Updated on 8 August 2012
New hope for diabetes: BMS grants $1.6 mn to India
Singapore: Bristol-Myers Squibb (BMS) Foundation will provide $1.6 million in grants to four healthcare institutions in India to help improve diabetes education, prevention and care, increase healthcare worker capacity in rural and tribal areas and among the urban poor. BMS Foundation has employed a similar capacity-building approach with its 10-year-old ‘Delivering Hope' initiative to address hepatitis B and C in Asia.

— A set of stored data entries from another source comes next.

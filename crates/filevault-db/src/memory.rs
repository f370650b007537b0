//! In-memory implementation of the metadata store.
//!
//! Same observable contract as the Postgres repository, including storage-key
//! uniqueness and rollback-on-drop for transactions. Used by the test suites.

use crate::repository::{FileRepository, FileTransaction};
use async_trait::async_trait;
use chrono::{DateTime, Utc};
use filevault_core::{AppError, File, FileStatus, NewFile};
use std::collections::HashMap;
use std::sync::Arc;
use tokio::sync::RwLock;
use uuid::Uuid;

#[derive(Default)]
struct State {
    files: HashMap<Uuid, File>,
    /// Insertion order, used to break `created_at` ties when listing.
    order: Vec<Uuid>,
}

impl State {
    fn live(&self, id: Uuid) -> Option<&File> {
        self.files.get(&id).filter(|f| f.deleted_at.is_none())
    }

    fn live_mut(&mut self, id: Uuid) -> Result<&mut File, AppError> {
        self.files
            .get_mut(&id)
            .filter(|f| f.deleted_at.is_none())
            .ok_or_else(|| AppError::not_found_file(id))
    }

    fn key_taken(&self, storage_key: &str, except: Option<Uuid>) -> bool {
        self.files
            .values()
            .any(|f| f.storage_key == storage_key && Some(f.id) != except)
    }

    fn apply(&mut self, op: &StagedOp, now: DateTime<Utc>) -> Result<(), AppError> {
        let file = self.live_mut(op.id())?;
        match op {
            StagedOp::UpdateStatus(_, status) => file.status = *status,
            StagedOp::SoftDelete(_) => file.deleted_at = Some(now),
        }
        file.updated_at = now;
        Ok(())
    }
}

#[derive(Clone, Default)]
pub struct InMemoryFileRepository {
    state: Arc<RwLock<State>>,
}

impl InMemoryFileRepository {
    pub fn new() -> Self {
        Self::default()
    }

    /// Seed a fully formed record, timestamps included.
    pub async fn insert(&self, file: File) -> Result<(), AppError> {
        let mut state = self.state.write().await;
        if state.key_taken(&file.storage_key, Some(file.id)) {
            return Err(AppError::Conflict(format!(
                "Storage key {} already exists",
                file.storage_key
            )));
        }
        if !state.files.contains_key(&file.id) {
            state.order.push(file.id);
        }
        state.files.insert(file.id, file);
        Ok(())
    }

    /// Count of records, soft-deleted ones included.
    pub async fn raw_count(&self) -> usize {
        self.state.read().await.files.len()
    }
}

#[async_trait]
impl FileRepository for InMemoryFileRepository {
    async fn create(&self, new_file: NewFile) -> Result<File, AppError> {
        let mut state = self.state.write().await;
        if state.key_taken(&new_file.storage_key, None) {
            return Err(AppError::Conflict(format!(
                "Storage key {} already exists",
                new_file.storage_key
            )));
        }

        let file = new_file.into_file(Utc::now());
        state.order.push(file.id);
        state.files.insert(file.id, file.clone());
        Ok(file)
    }

    async fn get_by_id(&self, id: Uuid) -> Result<File, AppError> {
        let state = self.state.read().await;
        state
            .live(id)
            .cloned()
            .ok_or_else(|| AppError::not_found_file(id))
    }

    async fn get_by_storage_key(&self, storage_key: &str) -> Result<Option<File>, AppError> {
        let state = self.state.read().await;
        Ok(state
            .files
            .values()
            .find(|f| f.storage_key == storage_key && f.deleted_at.is_none())
            .cloned())
    }

    async fn update(&self, file: &File) -> Result<File, AppError> {
        let mut state = self.state.write().await;
        if state.key_taken(&file.storage_key, Some(file.id)) {
            return Err(AppError::Conflict(format!(
                "Storage key {} already exists",
                file.storage_key
            )));
        }

        let stored = state.live_mut(file.id)?;
        stored.name = file.name.clone();
        stored.size = file.size;
        stored.content_type = file.content_type.clone();
        stored.storage_key = file.storage_key.clone();
        stored.status = file.status;
        stored.hash = file.hash.clone();
        stored.upload_id = file.upload_id.clone();
        stored.updated_at = Utc::now();
        Ok(stored.clone())
    }

    async fn update_status(&self, id: Uuid, status: FileStatus) -> Result<(), AppError> {
        let mut state = self.state.write().await;
        state.apply(&StagedOp::UpdateStatus(id, status), Utc::now())
    }

    async fn soft_delete(&self, id: Uuid) -> Result<(), AppError> {
        let mut state = self.state.write().await;
        state.apply(&StagedOp::SoftDelete(id), Utc::now())
    }

    async fn purge(&self, id: Uuid) -> Result<(), AppError> {
        let mut state = self.state.write().await;
        state.files.remove(&id);
        state.order.retain(|existing| *existing != id);
        Ok(())
    }

    async fn list(&self, offset: i64, limit: i64) -> Result<(Vec<File>, i64), AppError> {
        let state = self.state.read().await;
        let mut live: Vec<(usize, &File)> = state
            .order
            .iter()
            .enumerate()
            .filter_map(|(seq, id)| state.live(*id).map(|f| (seq, f)))
            .collect();
        live.sort_by(|(seq_a, a), (seq_b, b)| {
            b.created_at.cmp(&a.created_at).then(seq_b.cmp(seq_a))
        });

        let total = live.len() as i64;
        let page = live
            .into_iter()
            .skip(offset.max(0) as usize)
            .take(limit.max(0) as usize)
            .map(|(_, f)| f.clone())
            .collect();
        Ok((page, total))
    }

    async fn list_stale(
        &self,
        status: FileStatus,
        older_than: DateTime<Utc>,
        limit: i64,
    ) -> Result<Vec<File>, AppError> {
        let state = self.state.read().await;
        let mut stale: Vec<File> = state
            .files
            .values()
            .filter(|f| f.deleted_at.is_none() && f.status == status && f.updated_at < older_than)
            .cloned()
            .collect();
        stale.sort_by_key(|f| f.updated_at);
        stale.truncate(limit.max(0) as usize);
        Ok(stale)
    }

    async fn begin(&self) -> Result<Box<dyn FileTransaction>, AppError> {
        Ok(Box::new(InMemoryTransaction {
            state: Arc::clone(&self.state),
            staged: Vec::new(),
        }))
    }
}

#[derive(Debug, Clone, Copy)]
enum StagedOp {
    UpdateStatus(Uuid, FileStatus),
    SoftDelete(Uuid),
}

impl StagedOp {
    fn id(&self) -> Uuid {
        match self {
            StagedOp::UpdateStatus(id, _) | StagedOp::SoftDelete(id) => *id,
        }
    }
}

/// Writes are staged and only applied on commit, so dropping the transaction
/// discards them.
pub struct InMemoryTransaction {
    state: Arc<RwLock<State>>,
    staged: Vec<StagedOp>,
}

impl InMemoryTransaction {
    /// Whether `id` is live as seen from inside this transaction.
    async fn visible(&self, id: Uuid) -> bool {
        let deleted_here = self
            .staged
            .iter()
            .any(|op| matches!(op, StagedOp::SoftDelete(staged) if *staged == id));
        !deleted_here && self.state.read().await.live(id).is_some()
    }
}

#[async_trait]
impl FileTransaction for InMemoryTransaction {
    async fn update_status(&mut self, id: Uuid, status: FileStatus) -> Result<(), AppError> {
        if !self.visible(id).await {
            return Err(AppError::not_found_file(id));
        }
        self.staged.push(StagedOp::UpdateStatus(id, status));
        Ok(())
    }

    async fn soft_delete(&mut self, id: Uuid) -> Result<(), AppError> {
        if !self.visible(id).await {
            return Err(AppError::not_found_file(id));
        }
        self.staged.push(StagedOp::SoftDelete(id));
        Ok(())
    }

    async fn commit(self: Box<Self>) -> Result<(), AppError> {
        let mut state = self.state.write().await;
        let now = Utc::now();

        // Validate everything first so a commit is all-or-nothing.
        let mut scratch: HashMap<Uuid, File> = HashMap::new();
        for op in &self.staged {
            let id = op.id();
            let current = match scratch.get(&id) {
                Some(file) => file.clone(),
                None => state
                    .live(id)
                    .cloned()
                    .ok_or_else(|| AppError::not_found_file(id))?,
            };
            if current.deleted_at.is_some() {
                return Err(AppError::not_found_file(id));
            }
            let mut next = current;
            match op {
                StagedOp::UpdateStatus(_, status) => next.status = *status,
                StagedOp::SoftDelete(_) => next.deleted_at = Some(now),
            }
            next.updated_at = now;
            scratch.insert(id, next);
        }

        state.files.extend(scratch);
        Ok(())
    }

    async fn rollback(self: Box<Self>) -> Result<(), AppError> {
        Ok(())
    }
}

The prevalence of diabetes in India has grown roughly four-fold since the early 1970s, from about two percent of the population in 1972 to 8.3 percent today, due to factors ranging from genetic predisposition to lifestyle and dietary changes. The International Diabetes Foundation (IDF) reports that 61.26 million people in India are diagnosed with type 2 diabetes, ranking India second only to China in total cases and third behind the US (10.9 percent) and China (9.3 percent) in terms of prevalence. By 2030, India will have 101.2 million people with type 2 diabetes, IDF projects.
In an interview to BioSpectrum, Mr John Damonti, president, Bristol-Myers Squibb Foundation, said that, "Stemming the rising tide of type 2 diabetes in India will require a concerted and sustained effort at the community level to ensure adults have access to the education, preventive measures and care they need to effectively self-manage their disease. The grants we are making today through our Together on Diabetes initiative will test new ideas about how diabetes control efforts can be best designed and implemented to help adults in a variety of settings."
BMS' ongoing work to address unmet medical needs, reduce health disparities and build community health care capacity was recognized in late July by CMO Asia with an 'Asia's Best CSR Practices Award' in the 'Concern for Health' category.
The various organizations that will receive the 'Together on Diabetes' grants, include Mamta Health Institute for Mother and Child (a national New Delhi-based organization and operating in 14 Indian states, will receive $706,995 over three years to pilot a study to determine the feasibility of involving India's lay community health workers and integrating various systems of medicine including modern); and AYUSH (to prevent and control non-communicable diseases, especially type 2 diabetes).